### [INFORMATION]
******
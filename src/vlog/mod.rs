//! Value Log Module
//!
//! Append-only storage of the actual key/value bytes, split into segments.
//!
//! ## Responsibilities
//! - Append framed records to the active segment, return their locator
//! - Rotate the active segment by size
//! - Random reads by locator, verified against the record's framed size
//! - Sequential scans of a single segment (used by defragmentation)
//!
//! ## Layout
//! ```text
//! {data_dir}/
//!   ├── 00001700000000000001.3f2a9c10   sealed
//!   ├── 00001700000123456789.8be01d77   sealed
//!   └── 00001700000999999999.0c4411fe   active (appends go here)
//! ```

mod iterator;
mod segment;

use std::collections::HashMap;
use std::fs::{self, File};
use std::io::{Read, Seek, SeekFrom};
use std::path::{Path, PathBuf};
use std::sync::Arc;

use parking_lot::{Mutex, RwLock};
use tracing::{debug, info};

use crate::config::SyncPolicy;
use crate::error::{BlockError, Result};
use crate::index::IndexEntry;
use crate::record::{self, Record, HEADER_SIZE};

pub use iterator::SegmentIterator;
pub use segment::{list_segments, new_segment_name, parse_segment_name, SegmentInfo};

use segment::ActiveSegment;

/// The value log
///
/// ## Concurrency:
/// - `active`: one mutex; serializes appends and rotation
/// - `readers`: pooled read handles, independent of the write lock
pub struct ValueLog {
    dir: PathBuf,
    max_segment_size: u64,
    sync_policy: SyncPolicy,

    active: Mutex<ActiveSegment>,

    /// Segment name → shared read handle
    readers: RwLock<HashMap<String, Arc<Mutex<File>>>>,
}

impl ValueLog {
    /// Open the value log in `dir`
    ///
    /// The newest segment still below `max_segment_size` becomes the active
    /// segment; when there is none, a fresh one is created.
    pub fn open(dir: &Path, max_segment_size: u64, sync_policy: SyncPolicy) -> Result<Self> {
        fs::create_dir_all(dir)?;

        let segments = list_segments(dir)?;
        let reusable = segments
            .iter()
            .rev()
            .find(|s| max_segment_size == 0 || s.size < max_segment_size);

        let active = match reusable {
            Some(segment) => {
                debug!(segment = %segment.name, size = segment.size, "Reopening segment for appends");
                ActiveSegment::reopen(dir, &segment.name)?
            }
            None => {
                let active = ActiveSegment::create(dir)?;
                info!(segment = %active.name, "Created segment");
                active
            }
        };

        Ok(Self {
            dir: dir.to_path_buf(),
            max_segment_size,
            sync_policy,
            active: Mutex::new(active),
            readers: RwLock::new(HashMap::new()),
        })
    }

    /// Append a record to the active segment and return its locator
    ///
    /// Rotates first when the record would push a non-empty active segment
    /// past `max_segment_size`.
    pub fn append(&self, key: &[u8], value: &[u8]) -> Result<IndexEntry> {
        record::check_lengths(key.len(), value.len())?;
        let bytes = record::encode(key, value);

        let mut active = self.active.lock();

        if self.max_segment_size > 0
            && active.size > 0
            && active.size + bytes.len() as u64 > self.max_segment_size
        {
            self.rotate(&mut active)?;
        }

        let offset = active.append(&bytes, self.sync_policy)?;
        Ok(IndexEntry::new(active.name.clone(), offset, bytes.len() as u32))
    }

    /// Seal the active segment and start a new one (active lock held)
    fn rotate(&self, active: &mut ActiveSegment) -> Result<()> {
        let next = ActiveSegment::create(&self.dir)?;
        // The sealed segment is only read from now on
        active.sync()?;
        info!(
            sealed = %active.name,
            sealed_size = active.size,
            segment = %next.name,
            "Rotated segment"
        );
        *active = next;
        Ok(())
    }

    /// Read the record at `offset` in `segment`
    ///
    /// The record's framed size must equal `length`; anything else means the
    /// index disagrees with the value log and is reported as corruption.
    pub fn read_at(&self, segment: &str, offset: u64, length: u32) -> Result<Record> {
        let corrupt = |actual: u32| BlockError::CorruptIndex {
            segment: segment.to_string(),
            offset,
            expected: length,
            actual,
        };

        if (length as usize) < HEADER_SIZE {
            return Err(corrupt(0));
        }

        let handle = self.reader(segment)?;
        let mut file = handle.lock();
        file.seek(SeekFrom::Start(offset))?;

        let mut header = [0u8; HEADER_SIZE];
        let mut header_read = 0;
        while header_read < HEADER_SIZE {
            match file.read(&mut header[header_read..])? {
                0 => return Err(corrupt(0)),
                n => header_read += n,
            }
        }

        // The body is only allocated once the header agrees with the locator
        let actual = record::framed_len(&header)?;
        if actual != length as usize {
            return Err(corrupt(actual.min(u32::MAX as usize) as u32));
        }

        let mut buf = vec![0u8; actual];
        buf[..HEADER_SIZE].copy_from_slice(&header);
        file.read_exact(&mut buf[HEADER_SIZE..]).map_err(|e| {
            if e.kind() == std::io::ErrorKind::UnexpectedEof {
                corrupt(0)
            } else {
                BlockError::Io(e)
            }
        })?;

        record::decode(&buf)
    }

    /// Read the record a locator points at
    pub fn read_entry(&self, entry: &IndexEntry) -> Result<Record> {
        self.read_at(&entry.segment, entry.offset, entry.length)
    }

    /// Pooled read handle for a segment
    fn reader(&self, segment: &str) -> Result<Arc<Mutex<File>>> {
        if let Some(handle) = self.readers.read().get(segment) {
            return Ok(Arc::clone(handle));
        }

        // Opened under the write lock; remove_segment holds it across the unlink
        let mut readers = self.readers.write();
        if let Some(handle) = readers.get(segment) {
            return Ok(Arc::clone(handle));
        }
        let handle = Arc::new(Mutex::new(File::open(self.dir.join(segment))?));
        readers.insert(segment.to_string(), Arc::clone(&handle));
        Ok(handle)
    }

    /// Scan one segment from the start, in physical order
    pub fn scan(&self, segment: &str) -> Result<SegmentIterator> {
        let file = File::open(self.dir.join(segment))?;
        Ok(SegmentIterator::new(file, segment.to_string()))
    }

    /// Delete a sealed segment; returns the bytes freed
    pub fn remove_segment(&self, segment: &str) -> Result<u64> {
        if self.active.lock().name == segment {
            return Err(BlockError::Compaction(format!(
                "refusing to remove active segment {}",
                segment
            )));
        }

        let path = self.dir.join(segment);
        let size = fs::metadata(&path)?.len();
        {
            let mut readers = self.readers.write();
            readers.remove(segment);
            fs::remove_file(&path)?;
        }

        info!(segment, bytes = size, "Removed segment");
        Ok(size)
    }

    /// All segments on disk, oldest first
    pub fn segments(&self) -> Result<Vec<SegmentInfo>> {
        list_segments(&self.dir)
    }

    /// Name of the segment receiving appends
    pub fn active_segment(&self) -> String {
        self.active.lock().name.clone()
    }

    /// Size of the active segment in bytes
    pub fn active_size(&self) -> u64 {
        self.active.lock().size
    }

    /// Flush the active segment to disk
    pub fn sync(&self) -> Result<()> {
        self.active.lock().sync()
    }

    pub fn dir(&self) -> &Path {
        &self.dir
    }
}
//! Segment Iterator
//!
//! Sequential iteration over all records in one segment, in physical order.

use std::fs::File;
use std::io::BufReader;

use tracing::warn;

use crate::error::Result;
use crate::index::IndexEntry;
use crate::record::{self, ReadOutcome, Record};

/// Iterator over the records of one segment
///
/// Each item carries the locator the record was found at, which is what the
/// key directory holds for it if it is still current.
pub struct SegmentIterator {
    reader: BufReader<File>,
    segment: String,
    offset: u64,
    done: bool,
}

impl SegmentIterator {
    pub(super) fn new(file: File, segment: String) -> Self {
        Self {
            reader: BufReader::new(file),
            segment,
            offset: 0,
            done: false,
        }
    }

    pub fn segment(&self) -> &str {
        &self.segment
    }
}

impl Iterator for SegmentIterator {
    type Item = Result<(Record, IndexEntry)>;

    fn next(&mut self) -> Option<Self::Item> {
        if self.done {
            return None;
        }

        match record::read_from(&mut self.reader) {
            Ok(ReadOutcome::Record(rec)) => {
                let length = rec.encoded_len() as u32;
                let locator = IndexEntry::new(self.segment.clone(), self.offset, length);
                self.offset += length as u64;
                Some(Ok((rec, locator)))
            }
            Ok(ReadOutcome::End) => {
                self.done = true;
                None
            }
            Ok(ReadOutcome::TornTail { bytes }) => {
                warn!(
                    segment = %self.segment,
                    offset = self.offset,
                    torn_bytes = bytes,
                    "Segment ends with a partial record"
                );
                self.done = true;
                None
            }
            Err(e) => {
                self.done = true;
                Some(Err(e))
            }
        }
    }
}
******
### [TO DO]
All that belongs in your answer is the stretch of entries above from the line with "self.read_at(&entry.segment, entry.offset, entry.length)" through the line with "segment receiving appends", printed exactly.

### [RESPONSE BOX]
        self.read_at(&entry.segment, entry.offset, entry.length)
    }

    /// Pooled read handle for a segment
    fn reader(&self, segment: &str) -> Result<Arc<Mutex<File>>> {
        if let Some(handle) = self.readers.read().get(segment) {
            return Ok(Arc::clone(handle));
        }

        // Opened under the write lock; remove_segment holds it across the unlink
        let mut readers = self.readers.write();
        if let Some(handle) = readers.get(segment) {
            return Ok(Arc::clone(handle));
        }
        let handle = Arc::new(Mutex::new(File::open(self.dir.join(segment))?));
        readers.insert(segment.to_string(), Arc::clone(&handle));
        Ok(handle)
    }

    /// Scan one segment from the start, in physical order
    pub fn scan(&self, segment: &str) -> Result<SegmentIterator> {
        let file = File::open(self.dir.join(segment))?;
        Ok(SegmentIterator::new(file, segment.to_string()))
    }

    /// Delete a sealed segment; returns the bytes freed
    pub fn remove_segment(&self, segment: &str) -> Result<u64> {
        if self.active.lock().name == segment {
            return Err(BlockError::Compaction(format!(
                "refusing to remove active segment {}",
                segment
            )));
        }

        let path = self.dir.join(segment);
        let size = fs::metadata(&path)?.len();
        {
            let mut readers = self.readers.write();
            readers.remove(segment);
            fs::remove_file(&path)?;
        }

        info!(segment, bytes = size, "Removed segment");
        Ok(size)
    }

    /// All segments on disk, oldest first
    pub fn segments(&self) -> Result<Vec<SegmentInfo>> {
        list_segments(&self.dir)
    }

    /// Name of the segment receiving appends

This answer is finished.